The boom in value is demonstrated by Aussie wine fetching more at the price point, with bottled product seeing an average value of $5.74 per litre. Mr Clark said it had done wonders for winemakers and producers looking to market a quality product.

Can the Chinese market continue to grow?

China is Australia’s second-largest market by volume, with Australia exporting about 10 million cases more to the United Kingdom. However, the country has kicked ahead in value terms, with the gap between the second-placed United States now more than $600 million.

“The Government anticipates the value and volume of wine exports to China will only grow as tariffs for Australian wine into China will be entirely removed from January 1 next year,” Assistant Minister for Agriculture and Water Resources Anne Ruston said. She also mentioned that tariffs into China likely to be scrapped by next year, there was space to grow even further.

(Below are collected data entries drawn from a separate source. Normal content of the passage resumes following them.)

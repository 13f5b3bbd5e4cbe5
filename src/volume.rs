// src/volume.rs

//! Pre-rendered volume bar for the compact display mode.
//!
//! The receiver reports volume as an attenuation in dB formatted with six
//! decimals. AirPlay senders step through 16 levels between -30 dB and 0 dB, plus
//! `-144` for mute, so the bar has 17 rungs. The bar occupies exactly one bank
//! (84 columns) and needs no rasterization.

use log::debug;
use once_cell::sync::Lazy;
use std::collections::HashMap;

/// Number of segments in the bar.
pub const SEGMENTS: usize = 16;

/// Encoded bar length: head, 16 segments, tail.
pub const BAR_LEN: usize = HEAD.len() + SEGMENTS * SEGMENT_WIDTH + TAIL.len();

const SEGMENT_WIDTH: usize = 5;

// One byte per column, bit 0 = top row. Rows 1 and 6 form the outline.
const HEAD: [u8; 2] = [0x7E, 0x42];
const FULL_BLOCK: [u8; SEGMENT_WIDTH] = [0x7E, 0x7E, 0x7E, 0x7E, 0x42];
const BLANK_BLOCK: [u8; SEGMENT_WIDTH] = [0x42, 0x42, 0x42, 0x42, 0x42];
const TAIL: [u8; 2] = [0x42, 0x7E];

/// Attenuation reported for a muted output.
pub const MUTE_KEY: &str = "-144.000000";

/// Exact-match table from the reported attenuation string to a rung.
static LEVELS: Lazy<HashMap<String, u8>> = Lazy::new(|| {
    let mut levels = HashMap::with_capacity(SEGMENTS + 1);
    levels.insert(MUTE_KEY.to_string(), 0);
    for rung in 1..=SEGMENTS as u8 {
        let db = -30.0 + 1.875 * f64::from(rung);
        levels.insert(format!("{:.6}", db), rung);
    }
    levels
});

/// One of the 17 fill levels of the bar.
#[derive(Debug, Clone, Copy, PartialEq, Eq, PartialOrd, Ord, Default)]
pub struct VolumeLevel(u8);

impl VolumeLevel {
    /// Looks up a reported attenuation. Unknown strings are silence.
    pub fn from_key(key: &str) -> Self {
        match LEVELS.get(key.trim()) {
            Some(&rung) => VolumeLevel(rung),
            None => {
                debug!("Volume key '{}' not in table, using rung 0", key);
                VolumeLevel(0)
            }
        }
    }

    /// Number of filled segments (0..=16).
    pub fn rung(self) -> u8 {
        self.0
    }
}

/// Encodes the bar for a reported attenuation string.
pub fn encode(level_key: &str) -> [u8; BAR_LEN] {
    encode_level(VolumeLevel::from_key(level_key))
}

/// Encodes the bar for an already-resolved level.
pub fn encode_level(level: VolumeLevel) -> [u8; BAR_LEN] {
    let mut bar = [0u8; BAR_LEN];
    let filled = level.rung() as usize;

    bar[..HEAD.len()].copy_from_slice(&HEAD);
    for segment in 0..SEGMENTS {
        let start = HEAD.len() + segment * SEGMENT_WIDTH;
        let block = if segment < filled {
            &FULL_BLOCK
        } else {
            &BLANK_BLOCK
        };
        bar[start..start + SEGMENT_WIDTH].copy_from_slice(block);
    }
    bar[BAR_LEN - TAIL.len()..].copy_from_slice(&TAIL);

    bar
}

/// The 17 recognized keys in rung order.
pub fn known_keys() -> Vec<String> {
    let mut keys: Vec<(String, u8)> = LEVELS.iter().map(|(k, &v)| (k.clone(), v)).collect();
    keys.sort_by_key(|&(_, rung)| rung);
    keys.into_iter().map(|(k, _)| k).collect()
}

#[cfg(test)]
mod tests {
    use super::*;

    fn segments(bar: &[u8; BAR_LEN]) -> Vec<&[u8]> {
        bar[HEAD.len()..BAR_LEN - TAIL.len()]
            .chunks(SEGMENT_WIDTH)
            .collect()
    }

    #[test]
    fn table_has_seventeen_rungs() {
        let keys = known_keys();
        assert_eq!(keys.len(), 17);
        assert_eq!(keys[0], "-144.000000");
        assert_eq!(keys[1], "-28.125000");
        assert_eq!(keys[8], "-15.000000");
        assert_eq!(keys[16], "0.000000");
    }

    #[test]
    fn every_known_key_has_matching_composition() {
        for (rung, key) in known_keys().iter().enumerate() {
            let bar = encode(key);
            assert_eq!(bar.len(), 84);
            assert_eq!(&bar[..2], &HEAD);
            assert_eq!(&bar[82..], &TAIL);
            let segs = segments(&bar);
            assert_eq!(segs.len(), SEGMENTS);
            for (i, seg) in segs.iter().enumerate() {
                let expected: &[u8] = if i < rung { &FULL_BLOCK } else { &BLANK_BLOCK };
                assert_eq!(*seg, expected, "key {} segment {}", key, i);
            }
        }
    }

    #[test]
    fn full_and_mute_extremes() {
        assert_eq!(VolumeLevel::from_key("0.000000").rung(), 16);
        assert_eq!(VolumeLevel::from_key("-144.000000").rung(), 0);
        assert!(segments(&encode("0.000000")).iter().all(|s| *s == FULL_BLOCK));
        assert!(segments(&encode("-144.000000")).iter().all(|s| *s == BLANK_BLOCK));
    }

    #[test]
    fn unknown_key_is_silence() {
        assert_eq!(encode("-99.000000"), encode("-144.000000"));
        assert_eq!(encode(""), encode(MUTE_KEY));
        assert_eq!(encode("loud"), encode(MUTE_KEY));
        // Exact match only: same value, different formatting.
        assert_eq!(VolumeLevel::from_key("0.0").rung(), 0);
    }
}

https://www.thedrinksbusiness.com/2018/01/china-further-reduces-tariffs-on-australian-wine/

“Regional Australia continues to benefit from higher exports. We’re not going to get rich selling to ourselves. “Mr Clark said while the industry would continue to make inroads in China, it would be difficult to sustain growth forever.

Growing opportunities for family owned labels

Coonawarra winemaker Luke Tocaciu has experienced the benefits and struggles of breaking into a foreign wine market.

As director of a family winemaker business, he said overseas export markets such as China could offer producers significant returns eventually. “We spent a fair bit of time finding the right distributors. For us being represented as a family business was quite important,” he said. “It was about growing into those markets in a sustainable fashion as well.”

His family winemakers, Patrick of Coonawarra, now export two to three times a year into China and the United States. “Export makes up about 20 per cent of our business now, but we’re looking to grow that. Upwards of 50 per cent in the next few years would be fantastic,” Mr Tocaciu said.

“It is hard to get through a lot of that red tape and things like that, but once you’ve done it a few times and learnt the process it is quite easy after that.

“Certainly, every market is very different.”